À Kenscoff, même les journalistes venus raconter les victimes ne sont plus à l’abri. L’Union des Journalistes et Médias d’Haïti (UJMH) condamne fermement les violences infligées, ce mercredi 2 septembre 2026, aux journalistes Odelin Joseph, de l’Associated Press (AP), et Clarens Siffroy, de l’Agence France-Presse (AFP).
Les deux journalistes couvraient les funérailles de victimes du massacre des 23 et 24 août lorsqu’ils ont été pris à partie et maltraités.
Pour l’UJMH, cette agression constitue une attaque directe contre la liberté de la presse et le droit du public à l’information.
L’organisation exige des autorités qu’elles identifient les auteurs et les traduisent en justice, estimant qu’une nouvelle fois, l’impunité ne doit pas avoir le dernier mot.

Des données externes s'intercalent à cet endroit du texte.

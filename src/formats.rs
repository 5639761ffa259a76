use serde::{Deserialize, Serialize};

/// Discriminant carried in every record's `type` field.
#[derive(Debug, Clone, Copy, PartialEq, Eq, Hash, Serialize, Deserialize)]
#[serde(rename_all = "snake_case")]
pub enum RecordKind {
    Chapter,
    Heading,
    Hints,
    Page,
    Paragraph,
    Poem,
    Image,
    FooterPassage,
}

impl RecordKind {
    pub const ALL: [RecordKind; 8] = [
        RecordKind::Chapter,
        RecordKind::Heading,
        RecordKind::Hints,
        RecordKind::Page,
        RecordKind::Paragraph,
        RecordKind::Poem,
        RecordKind::Image,
        RecordKind::FooterPassage,
    ];

    #[must_use]
    pub fn as_str(self) -> &'static str {
        match self {
            RecordKind::Chapter => "chapter",
            RecordKind::Heading => "heading",
            RecordKind::Hints => "hints",
            RecordKind::Page => "page",
            RecordKind::Paragraph => "paragraph",
            RecordKind::Poem => "poem",
            RecordKind::Image => "image",
            RecordKind::FooterPassage => "footer_passage",
        }
    }

    #[must_use]
    pub fn from_type_name(name: &str) -> Option<Self> {
        Self::ALL.into_iter().find(|kind| kind.as_str() == name)
    }
}

impl std::fmt::Display for RecordKind {
    fn fmt(&self, f: &mut std::fmt::Formatter<'_>) -> std::fmt::Result {
        f.write_str(self.as_str())
    }
}

#[derive(
    Debug, Clone, Copy, Default, PartialEq, Eq, Serialize, Deserialize, clap::ValueEnum,
)]
#[serde(rename_all = "snake_case")]
pub enum HeadingType {
    #[default]
    Main,
    Sub,
}

#[derive(Debug, Clone, Copy, PartialEq, Eq, Serialize, Deserialize, clap::ValueEnum)]
#[serde(rename_all = "snake_case")]
pub enum ContentKind {
    Text,
    Bold,
    Italic,
    #[value(name = "eng_page")]
    EngPage,
    Verse,
    Word,
}

impl ContentKind {
    #[must_use]
    pub fn as_str(self) -> &'static str {
        match self {
            ContentKind::Text => "text",
            ContentKind::Bold => "bold",
            ContentKind::Italic => "italic",
            ContentKind::EngPage => "eng_page",
            ContentKind::Verse => "verse",
            ContentKind::Word => "word",
        }
    }
}

/// One inline item of a paragraph. `link` is only ever set on verse items.
#[derive(Debug, Clone, PartialEq, Eq, Serialize, Deserialize)]
pub struct ContentItem {
    #[serde(rename = "type")]
    pub kind: ContentKind,
    pub value: String,
    #[serde(skip_serializing_if = "Option::is_none")]
    pub link: Option<String>,
}

#[derive(Debug, Clone, Copy, Default, PartialEq, Eq, Serialize, Deserialize)]
#[serde(rename_all = "snake_case")]
pub enum LineKind {
    #[default]
    Line,
}

#[derive(Debug, Clone, PartialEq, Eq, Serialize, Deserialize)]
pub struct PoemLine {
    #[serde(rename = "type")]
    pub kind: LineKind,
    pub value: String,
}

impl PoemLine {
    #[must_use]
    pub fn new(value: &str) -> Self {
        Self {
            kind: LineKind::Line,
            value: value.to_owned(),
        }
    }
}

/// A compiled record. Field order of each variant is the key order of its JSON form.
#[derive(Debug, Clone, PartialEq, Eq, Serialize, Deserialize)]
#[serde(tag = "type", rename_all = "snake_case")]
pub enum Record {
    Chapter {
        value: String,
        id: String,
    },
    Heading {
        value: String,
        id: String,
        #[serde(rename = "headingType")]
        heading_type: HeadingType,
    },
    Hints {
        value: String,
        id: String,
    },
    Page {
        value: String,
        id: String,
    },
    Paragraph {
        id: String,
        content: Vec<ContentItem>,
    },
    Poem {
        id: String,
        title: String,
        lines: Vec<PoemLine>,
    },
    Image {
        src: String,
    },
    FooterPassage {
        id: String,
        value: String,
    },
}

impl Record {
    #[must_use]
    pub fn kind(&self) -> RecordKind {
        match self {
            Record::Chapter { .. } => RecordKind::Chapter,
            Record::Heading { .. } => RecordKind::Heading,
            Record::Hints { .. } => RecordKind::Hints,
            Record::Page { .. } => RecordKind::Page,
            Record::Paragraph { .. } => RecordKind::Paragraph,
            Record::Poem { .. } => RecordKind::Poem,
            Record::Image { .. } => RecordKind::Image,
            Record::FooterPassage { .. } => RecordKind::FooterPassage,
        }
    }

    /// `None` only for images.
    #[must_use]
    pub fn id(&self) -> Option<&str> {
        match self {
            Record::Chapter { id, .. }
            | Record::Heading { id, .. }
            | Record::Hints { id, .. }
            | Record::Page { id, .. }
            | Record::Paragraph { id, .. }
            | Record::Poem { id, .. }
            | Record::FooterPassage { id, .. } => Some(id),
            Record::Image { .. } => None,
        }
    }

    /// Pretty JSON with 2-space indentation, the form records are stored in.
    pub fn to_pretty_json(&self) -> crate::Result<String> {
        serde_json::to_string_pretty(self).map_err(crate::Error::Serialize)
    }
}

#[cfg(test)]
mod tests {
    use super::*;

    #[test]
    fn heading_serializes_in_record_key_order() -> anyhow::Result<()> {
        let record = Record::Heading {
            value: "1. Intro".to_owned(),
            id: "main-heading-1".to_owned(),
            heading_type: HeadingType::Main,
        };

        let json = serde_json::to_string(&record)?;
        assert_eq!(
            json,
            r#"{"type":"heading","value":"1. Intro","id":"main-heading-1","headingType":"main"}"#
        );
        Ok(())
    }

    #[test]
    fn content_item_omits_missing_link() -> anyhow::Result<()> {
        let record = Record::Paragraph {
            id: "v1-c01-007".to_owned(),
            content: vec![
                ContentItem {
                    kind: ContentKind::EngPage,
                    value: "p. 12".to_owned(),
                    link: None,
                },
                ContentItem {
                    kind: ContentKind::Verse,
                    value: "Ps 23".to_owned(),
                    link: Some("#".to_owned()),
                },
            ],
        };

        let json = serde_json::to_string(&record)?;
        assert_eq!(
            json,
            r##"{"type":"paragraph","id":"v1-c01-007","content":[{"type":"eng_page","value":"p. 12"},{"type":"verse","value":"Ps 23","link":"#"}]}"##
        );
        Ok(())
    }

    #[test]
    fn poem_lines_carry_line_tag() -> anyhow::Result<()> {
        let record = Record::Poem {
            id: "p1".to_owned(),
            title: "T".to_owned(),
            lines: vec![PoemLine::new("a")],
        };

        let json = serde_json::to_string(&record)?;
        assert_eq!(
            json,
            r#"{"type":"poem","id":"p1","title":"T","lines":[{"type":"line","value":"a"}]}"#
        );
        Ok(())
    }

    #[test]
    fn image_has_no_id() {
        let record = Record::Image {
            src: "https://example.com/a.png".to_owned(),
        };
        assert_eq!(record.id(), None);
        assert_eq!(record.kind(), RecordKind::Image);
    }

    #[test]
    fn kind_names_round_trip() {
        for kind in RecordKind::ALL {
            assert_eq!(RecordKind::from_type_name(kind.as_str()), Some(kind));
        }
        assert_eq!(RecordKind::from_type_name("footnote"), None);
    }
}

Alors que les journalistes travaillent déjà dans des conditions extrêmement dangereuses, l’UJMH leur demande de redoubler de prudence et réaffirme sa solidarité avec tous ceux qui continuent de couvrir la réalité haïtienne au péril de leur sécurité.
À Kenscoff comme ailleurs, exercer le métier de journaliste ne devrait jamais être un acte de bravoure.